Ludmylla Rocha, da Agência iNFRA
A ABGD (Associação Brasileira de Geração Distribuída) sugeriu ao Ministério de Minas e Energia que parte da arrecadação feita por meio das bandeiras tarifárias seja destinada à implantação de placas solares. A medida seria uma forma de incentivar a geração distribuída em meio à crise hídrica.
“A ideia é pegar 30% desse recurso, descobrir qual o valor desse montante, para incentivar a geração distribuída em todo o país. É essa modelagem econômica que estamos desenvolvendo agora”, afirmou o presidente da associação, Carlos Evangelista, em entrevista à Agência iNFRA.
O executivo nega que a proposta pressionará ainda mais a conta bandeiras. “Não seria aumentar a bandeira tarifária e sim pegar parte da receita advinda dela. É dar uma destinação diferente. Em vez de usar para acionar térmicas, usar para instalar geração distribuída. O reforço da bandeira tarifária para comprar energia da Argentina, por exemplo, eu uso para incentivar a geração distribuída que já está em pleno crescimento”, argumentou.

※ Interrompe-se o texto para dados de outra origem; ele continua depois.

//! Encoded polyline codec.
//!
//! Implements the published polyline algorithm: each coordinate is stored as
//! a zig-zag encoded delta from the previous one, scaled by `10^precision` and
//! split into 5-bit chunks offset by 63. Trip plans use precision 5 for leg
//! geometries; the legacy multimodal `shape` field uses precision 6.

use geojson::{GeoJson, Geometry, Value};

use crate::error::PolylineError;

/// Decimal digits used by leg geometries unless stated otherwise.
pub const DEFAULT_PRECISION: u32 = 5;

/// Decimal digits used by legacy multimodal trip shapes.
pub const LEGACY_PRECISION: u32 = 6;

const CHUNK_OFFSET: u8 = 63;
const CONTINUATION: u64 = 0x20;
const CHUNK_MASK: u64 = 0x1f;

fn factor(precision: u32) -> f64 {
    10f64.powi(precision as i32)
}

/// Decodes to a list of `(latitude, longitude)` points.
///
/// Fails only on malformed input: a byte outside the encoding alphabet, a
/// final chunk that still has its continuation bit set, a latitude with no
/// longitude after it, or deltas that run past the 64-bit accumulator.
pub fn decode(encoded: &str, precision: u32) -> Result<Vec<(f64, f64)>, PolylineError> {
    let bytes = encoded.as_bytes();
    let factor = factor(precision);
    let mut index = 0;
    let mut lat: i64 = 0;
    let mut lng: i64 = 0;
    let mut points = Vec::new();

    while index < bytes.len() {
        let lat_start = index;
        let lat_change = read_value(bytes, &mut index)?;
        if index >= bytes.len() {
            return Err(PolylineError::MissingLongitude {
                position: lat_start,
            });
        }
        let lng_start = index;
        let lng_change = read_value(bytes, &mut index)?;

        lat = lat
            .checked_add(lat_change)
            .ok_or(PolylineError::Overflow { position: lat_start })?;
        lng = lng
            .checked_add(lng_change)
            .ok_or(PolylineError::Overflow { position: lng_start })?;
        points.push((lat as f64 / factor, lng as f64 / factor));
    }

    Ok(points)
}

fn read_value(bytes: &[u8], index: &mut usize) -> Result<i64, PolylineError> {
    let start = *index;
    let mut result: u64 = 0;
    let mut shift: u32 = 0;

    loop {
        let Some(&byte) = bytes.get(*index) else {
            return Err(PolylineError::UnterminatedChunk { position: start });
        };
        if !(CHUNK_OFFSET..=126).contains(&byte) {
            return Err(PolylineError::InvalidByte {
                position: *index,
                byte,
            });
        }
        if shift >= 64 {
            return Err(PolylineError::Overflow { position: start });
        }
        *index += 1;

        let chunk = u64::from(byte - CHUNK_OFFSET);
        result |= (chunk & CHUNK_MASK) << shift;
        shift += 5;
        if chunk < CONTINUATION {
            break;
        }
    }

    if result & 1 == 1 {
        Ok(!(result >> 1) as i64)
    } else {
        Ok((result >> 1) as i64)
    }
}

/// Encodes `(latitude, longitude)` points at the given precision.
pub fn encode(points: &[(f64, f64)], precision: u32) -> String {
    let factor = factor(precision);
    let mut output = String::new();
    let mut previous = (0.0, 0.0);

    for &(lat, lng) in points {
        write_value(&mut output, lat, previous.0, factor);
        write_value(&mut output, lng, previous.1, factor);
        previous = (lat, lng);
    }

    output
}

/// Rounds half away from zero.
fn round_half_away(value: f64) -> i64 {
    let magnitude = (value.abs() + 0.5).floor() as i64;
    if value < 0.0 { -magnitude } else { magnitude }
}

fn write_value(output: &mut String, current: f64, previous: f64, factor: f64) {
    // Non-finite input saturates instead of wrapping.
    let delta = round_half_away(current * factor).saturating_sub(round_half_away(previous * factor));
    let mut value = (delta << 1) as u64;
    if delta < 0 {
        value = !value;
    }

    while value >= CONTINUATION {
        output.push(char::from(
            ((CONTINUATION | (value & CHUNK_MASK)) as u8) + CHUNK_OFFSET,
        ));
        value >>= 5;
    }
    output.push(char::from(value as u8 + CHUNK_OFFSET));
}


/// Decodes to a GeoJSON LineString geometry with `[longitude, latitude]`
/// positions.
pub fn to_geojson(encoded: &str, precision: u32) -> Result<Geometry, PolylineError> {
    let positions = decode(encoded, precision)?
        .into_iter()
        .map(|(lat, lng)| vec![lng, lat])
        .collect();
    Ok(Geometry::new(Value::LineString(positions)))
}

/// Encodes a GeoJSON LineString geometry, or a Feature wrapping one.
pub fn from_geojson(geojson: &GeoJson, precision: u32) -> Result<String, PolylineError> {
    let geometry = match geojson {
        GeoJson::Geometry(geometry) => geometry,
        GeoJson::Feature(feature) => feature.geometry.as_ref().ok_or(PolylineError::NotLineString)?,
        GeoJson::FeatureCollection(_) => return Err(PolylineError::NotLineString),
    };
    let Value::LineString(positions) = &geometry.value else {
        return Err(PolylineError::NotLineString);
    };

    let points = positions
        .iter()
        .map(|position| match position.as_slice() {
            [lng, lat, ..] => Ok((*lat, *lng)),
            _ => Err(PolylineError::NotLineString),
        })
        .collect::<Result<Vec<_>, _>>()?;

    Ok(encode(&points, precision))
}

Ele afirmou ainda que o MME foi receptivo à ideia, pedindo dados complementares. A execução demandaria um projeto de lei ou decreto presidencial, diz. Só será adotada, porém, caso se mostre “exequível” na visão da pasta, a depender do andamento da crise hídrica, pontua.
Leia os principais trechos da entrevista:
Agência iNFRA: Vocês participaram do acordo feito para que o PL 5.829 (de Geração Distribuída) fosse aprovado na Câmara, mas há algo que poderia ser melhorado no Senado? Como esperam que seja a tramitação na Casa?
Carlos Evangelista: A gente vê sempre possibilidade de melhoria, é imprevisível o que vai acontecer no Senado, mas a gente acredita que não vai ter nenhum problema. A nossa expectativa é que o texto se mantenha igual por causa do acordo.
Se não tivesse ocorrido um acordo, aí realmente haveria mais possibilidade de haver mudança para melhor ou pior. Mas houve um acordo que envolveu o órgão regulador, o Ministério de Minas e Energia, quem era a favor do projeto ou contra o projeto, ou seja, todos os partidos. E pela votação bem expressiva que teve na Câmara, 467 votos a favor, a gente acredita que vai seguir o mesmo caminho no Senado.
Nós ficamos muito felizes com o texto. É claro, existem algumas coisas que podem ser aprimoradas, melhoradas, mas é um trabalho de dois anos com o envolvimento de vários players do setor. Tem uma frase que eu sempre uso que é “é o texto do consenso”. E eu sempre lembro que consenso não é unanimidade.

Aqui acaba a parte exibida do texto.